Это, быть может, самое драгоценное для нас свидетельство силы чеховского гения.

Художественное сознание Чехова не отставало от жизни, что постоянно случается с писателями среднего таланта. Наоборот. Сознание Чехова почти всегда опережало время. А быть впереди своего времени – это и есть главный признак подлинного художника.

Опережая свое время, Чехов был предвестником новой, светлой жизни, которую угадывал в будущем.

Он говорил о гармоническом человеке, в котором «должно быть все прекрасно: и лицо, и одежда, и душа, и мысли».

Но в том страшном мире капитализма, в котором жил Чехов, это было неосуществимо.

Нужна была революция.

«…Здоровая, сильная буря, которая идет, уже близка», – говоря словами чеховского Тузенбаха из «Трех сестер».

Эта буря, эта громада была Великая Октябрьская социалистическая революция, с ее бессмертными коммунистическими идеями. Только она одна могла превратить раба в свободного, гордого, гармонического человека, о котором всю жизнь так страстно мечтал Чехов.

Страстная, беспокойная, горячая любовь Чехова к своей родине и к своему народу была не пассивна, и не сентиментальна. Это была любовь деятельная, требующая вмешательства художника в жизнь, освещающая все пороки общества для того, чтобы народ мог их познать, а познавши – уничтожить.

Чехов не был созерцателем. Он был борцом.

Он говорил: «Все мы народ, и все то лучшее, что мы делаем, есть дело народное».

Популярность Чехова не только в нашей стране, но и во всем мире – огромна.

За сто лет со дня его рождения в истории человечества произошли такие грандиозные события, как Великая Октябрьская социалистическая революция, две мировые войны, появление могущественного социалистического лагеря, начало распада колониальной системы, расщепление атома, завоевание космоса и множество другого, что можно назвать началом эры коммунизма на земном шаре.

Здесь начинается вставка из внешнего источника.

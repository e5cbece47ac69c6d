use std::time::Duration;

use serde::Deserialize;
use tracing::info;

/// Tunables read by the state machine at the start of every decision.
#[derive(Debug, Clone, PartialEq, Deserialize)]
#[serde(default)]
pub struct MissionConfig {
    /// Metres; closer than this to an objective's start counts as arrived.
    pub waypoint_threshold: f64,
    /// Metres; planning constraint for transits.
    pub turn_radius: f64,
    /// Metres; sampling interval of planned transits.
    pub segment_length: f64,

    pub hover_minimum_distance: f64,
    /// Never below `hover_minimum_distance`; clamped on load and update.
    pub hover_maximum_distance: f64,
    /// m/s
    pub hover_maximum_speed: f64,

    /// m/s forwarded with every dispatched path. None leaves it to the follower.
    pub default_speed: Option<f64>,

    pub planner_timeout_ms: u64,
    pub tick_hz: f64,
}

impl Default for MissionConfig {
    fn default() -> Self {
        Self {
            waypoint_threshold: 10.0,
            turn_radius: 20.0,
            segment_length: 5.0,
            hover_minimum_distance: 5.0,
            hover_maximum_distance: 25.0,
            hover_maximum_speed: 3.0,
            default_speed: None,
            planner_timeout_ms: 5_000,
            tick_hz: 10.0,
        }
    }
}

/// A partial reconfiguration. Unset fields keep their current value.
#[derive(Debug, Clone, Default, PartialEq, Deserialize)]
#[serde(deny_unknown_fields)]
pub struct ConfigUpdate {
    pub waypoint_threshold: Option<f64>,
    pub turn_radius: Option<f64>,
    pub segment_length: Option<f64>,
    pub hover_minimum_distance: Option<f64>,
    pub hover_maximum_distance: Option<f64>,
    pub hover_maximum_speed: Option<f64>,
    pub default_speed: Option<f64>,
    pub planner_timeout_ms: Option<u64>,
}

impl MissionConfig {
    /// Returns the config with the hover band made consistent.
    pub fn normalized(mut self) -> Self {
        self.clamp_hover_band();
        self
    }

    pub fn apply(&mut self, update: ConfigUpdate) {
        if let Some(v) = update.waypoint_threshold {
            self.waypoint_threshold = v;
        }
        if let Some(v) = update.turn_radius {
            self.turn_radius = v;
        }
        if let Some(v) = update.segment_length {
            self.segment_length = v;
        }
        if let Some(v) = update.hover_minimum_distance {
            self.hover_minimum_distance = v;
        }
        if let Some(v) = update.hover_maximum_distance {
            self.hover_maximum_distance = v;
        }
        if let Some(v) = update.hover_maximum_speed {
            self.hover_maximum_speed = v;
        }
        if let Some(v) = update.default_speed {
            self.default_speed = Some(v);
        }
        if let Some(v) = update.planner_timeout_ms {
            self.planner_timeout_ms = v;
        }
        self.clamp_hover_band();
    }

    pub fn planner_timeout(&self) -> Duration {
        Duration::from_millis(self.planner_timeout_ms)
    }

    /// Decision period for `tick_hz`, held to 0.1..=100 Hz. A rate that is
    /// not a number falls back to the default.
    pub fn tick_period(&self) -> Duration {
        let hz = if self.tick_hz.is_nan() {
            Self::default().tick_hz
        } else {
            self.tick_hz.clamp(0.1, 100.0)
        };
        Duration::from_secs_f64(1.0 / hz)
    }

    fn clamp_hover_band(&mut self) {
        if self.hover_maximum_distance < self.hover_minimum_distance {
            info!(
                "config: hover_maximum_distance {} below minimum, clamping to {}",
                self.hover_maximum_distance, self.hover_minimum_distance
            );
            self.hover_maximum_distance = self.hover_minimum_distance;
        }
    }
}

Однако Чехов выдержал испытание временем. Он не только пережил это потрясающее столетие, но слава его небывало выросла и, что самое замечательное, продолжает расти.

Чехов из писателя национального стал писателем всемирным.

Нечего и говорить, как много мы все, вся советская литература, обязаны своим развитием гению Чехова.

Влияние чеховской школы явственно ощущается во всем мире. Нет возможности перечислить всех крупных писателей пяти континентов нашей планеты, в той или Другой степени испытавших на себе влияние Чехова. Достаточно назвать таких поистине громадных художников нашего времени, как Томас Манн, Голсуорси, Мартен дю Гap, Лу Синь и многие, многие другие.